Thrill-seekers have one less ride to enjoy at Vancouver's iconic amusement park this summer.
Playland's historic wooden coaster will remain closed for the remainder of 2021, including during the Pacific National Exhibition (PNE) fair.
The coaster will undergo a major refurbishment project prior to the 2022 season, which PNE organizers expect will be one of the busiest to date, explains a news release.
The refurbishment is not related to any specific safety issue but rather an overall upgrade.
“The Wooden Coaster is one of the most highly maintained rides in the country, but as a living structure built from wood, we must undertake regular maintenance prior to the opening of the park each year,” says PNE spokesperson Laura Ballance.

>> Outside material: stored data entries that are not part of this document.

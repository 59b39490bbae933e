use crate::form::FormPatch;

/// City and pincode pair filled by the "Use Current Location" action.
#[derive(Debug, Clone, PartialEq, Eq)]
pub struct Location {
    pub city: String,
    pub pincode: String,
}

impl Location {
    pub fn into_patch(self) -> FormPatch {
        FormPatch::new().location(self.city, self.pincode)
    }
}

/// Source for the merchant's current location.
pub trait LocationProvider {
    fn locate(&self) -> Location;
}

/// Stand-in for geolocation: always answers with the same place.
#[derive(Debug, Clone)]
pub struct FixedLocation {
    location: Location,
}

impl FixedLocation {
    pub fn new(city: impl Into<String>, pincode: impl Into<String>) -> Self {
        Self {
            location: Location {
                city: city.into(),
                pincode: pincode.into(),
            },
        }
    }
}

impl Default for FixedLocation {
    fn default() -> Self {
        Self::new("Mumbai", "400001")
    }
}

impl LocationProvider for FixedLocation {
    fn locate(&self) -> Location {
        log::info!(
            "using fixed location {} {}",
            self.location.city,
            self.location.pincode
        );
        self.location.clone()
    }
}

#[cfg(test)]
mod tests {
    use super::*;
    use crate::form::FormData;

    #[test]
    fn default_fills_mumbai() {
        let data = FormData::default().merged(&FixedLocation::default().locate().into_patch());
        assert_eq!(data.city, "Mumbai");
        assert_eq!(data.pincode, "400001");
    }

    #[test]
    fn fill_replaces_typed_values() {
        let typed = FormData {
            city: "Pune".into(),
            pincode: "411".into(),
            phone: "9876543210".into(),
            ..FormData::default()
        };
        let data = typed.merged(&FixedLocation::new("Delhi", "110001").locate().into_patch());
        assert_eq!(data.city, "Delhi");
        assert_eq!(data.pincode, "110001");
        assert_eq!(data.phone, "9876543210");
    }
}
use super::content::{build_step_lines, expected_actions, status_message};
use super::sidebar::build_step_sidebar;
use super::super::app::App;
use ratatui::{
    layout::{Alignment, Constraint, Direction, Layout, Rect},
    style::{Color, Style},
    text::{Line, Span},
    widgets::{Block, Borders, Gauge, List, ListItem, Paragraph},
    Frame,
};

pub fn draw(f: &mut Frame, app: &App) {
    let progress = app.wizard.progress();

    // Main layout: Title | Main Body | Progress Bar (steps 2-5 only) | Key Legend
    let mut constraints = vec![
        Constraint::Length(3), // Title bar
        Constraint::Min(10),   // Main body
    ];
    if progress.visible {
        constraints.push(Constraint::Length(3));
    }
    constraints.push(Constraint::Length(4)); // Key legend
    let main_chunks = Layout::default()
        .direction(Direction::Vertical)
        .margin(1)
        .constraints(constraints)
        .split(f.area());

    let title_line = Line::from(vec![
        Span::styled(app.brand.clone(), Style::default().fg(Color::Cyan)),
        Span::raw(" | "),
        Span::styled("Merchant Onboarding", Style::default().fg(Color::White)),
    ]);
    let title = Block::default().borders(Borders::ALL).title(title_line);
    f.render_widget(title, main_chunks[0]);

    // Two-panel layout: Sidebar | Content
    let body_chunks = Layout::default()
        .direction(Direction::Horizontal)
        .constraints([Constraint::Percentage(25), Constraint::Percentage(75)])
        .split(main_chunks[1]);

    let sidebar = Paragraph::new(build_step_sidebar(app))
        .block(Block::default().borders(Borders::ALL).title("Steps"));
    f.render_widget(sidebar, body_chunks[0]);

    let content_area = slide(body_chunks[1], app);
    let list_items = build_step_lines(app)
        .into_iter()
        .map(ListItem::new)
        .collect::<Vec<_>>();
    let content = List::new(list_items).block(
        Block::default()
            .borders(Borders::ALL)
            .title(app.current_step().title()),
    );
    f.render_widget(content, content_area);

    let mut next = 2;
    if progress.visible {
        let gauge = Gauge::default()
            .block(Block::default().borders(Borders::ALL).title("Progress"))
            .gauge_style(Style::default().fg(Color::Blue))
            .label(format!("{}/{}", progress.position, progress.total))
            .percent(progress.percent());
        f.render_widget(gauge, main_chunks[next]);
        next += 1;
    }

    let legend_text = format!("{}\n{}", status_message(app), expected_actions(app));
    let footer = Line::from(Span::styled(
        format!(" Powered by {} ", app.brand),
        Style::default().fg(Color::DarkGray),
    ))
    .alignment(Alignment::Right);
    let legend = Paragraph::new(legend_text).block(
        Block::default()
            .borders(Borders::ALL)
            .title("Keys")
            .title_bottom(footer),
    );
    f.render_widget(legend, main_chunks[next]);
}

/// Shift the content panel right while a step transition is running.
fn slide(area: Rect, app: &App) -> Rect {
    let offset = app
        .transition
        .as_ref()
        .map(|t| t.offset(area.width))
        .unwrap_or(0);
    Rect {
        x: area.x + offset,
        width: area.width.saturating_sub(offset),
        ..area
    }
}
/// Which widget on the store details step receives keys.
#[derive(Debug, Clone, Copy, PartialEq, Eq)]
pub enum StoreFocus {
    Name,
    Category,
}

impl StoreFocus {
    pub fn toggle(self) -> Self {
        match self {
            StoreFocus::Name => StoreFocus::Category,
            StoreFocus::Category => StoreFocus::Name,
        }
    }
}

/// Which widget on the location step receives keys.
#[derive(Debug, Clone, Copy, PartialEq, Eq)]
pub enum LocationFocus {
    UseCurrent,
    City,
    Pincode,
}

impl LocationFocus {
    pub fn next(self) -> Self {
        match self {
            LocationFocus::UseCurrent => LocationFocus::City,
            LocationFocus::City => LocationFocus::Pincode,
            LocationFocus::Pincode => LocationFocus::UseCurrent,
        }
    }

    pub fn prev(self) -> Self {
        match self {
            LocationFocus::UseCurrent => LocationFocus::Pincode,
            LocationFocus::City => LocationFocus::UseCurrent,
            LocationFocus::Pincode => LocationFocus::City,
        }
    }
}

“As we approached summer 2021 there were many unknowns as to how much, if any, of the Playland season would be saved due to COVID-19 closures. With the park potentially being closed already due to the pandemic, and in consultation with our engineering consultants, it made sense to continue with the refurbishment plan at this time, which unfortunately means the Coaster will need to remain closed for 2021."
Organizers expect the project will be completed prior to the opening of the Playland Park Season in spring 2022; it has an initial estimated cost of $500,000 to $750,000.
Completing the refurbishment during a significantly "quieter COVID season" will ensure it is ready for the "next 60+ years as a flagship attraction within the Playland Redevelopment Plan," adds the PNE.
In 2009, the American Coaster Enthusiasts (ACE) named the Coaster an ACE Roller Coaster Landmark, a designation that is reserved for rides of “historical significance.”
The ride is the only one in Canada to earn the designation and was the first outside of the U.S. The first recipient was named in 2002 and since then a little more than 40 rides have earned an ACE Roller Coaster Landmark plaque.
It has also been designated one of the city’s Places that Matter by the Vancouver Heritage Foundation, which aims to highlight and commemorate the people, places and events that have shaped the city.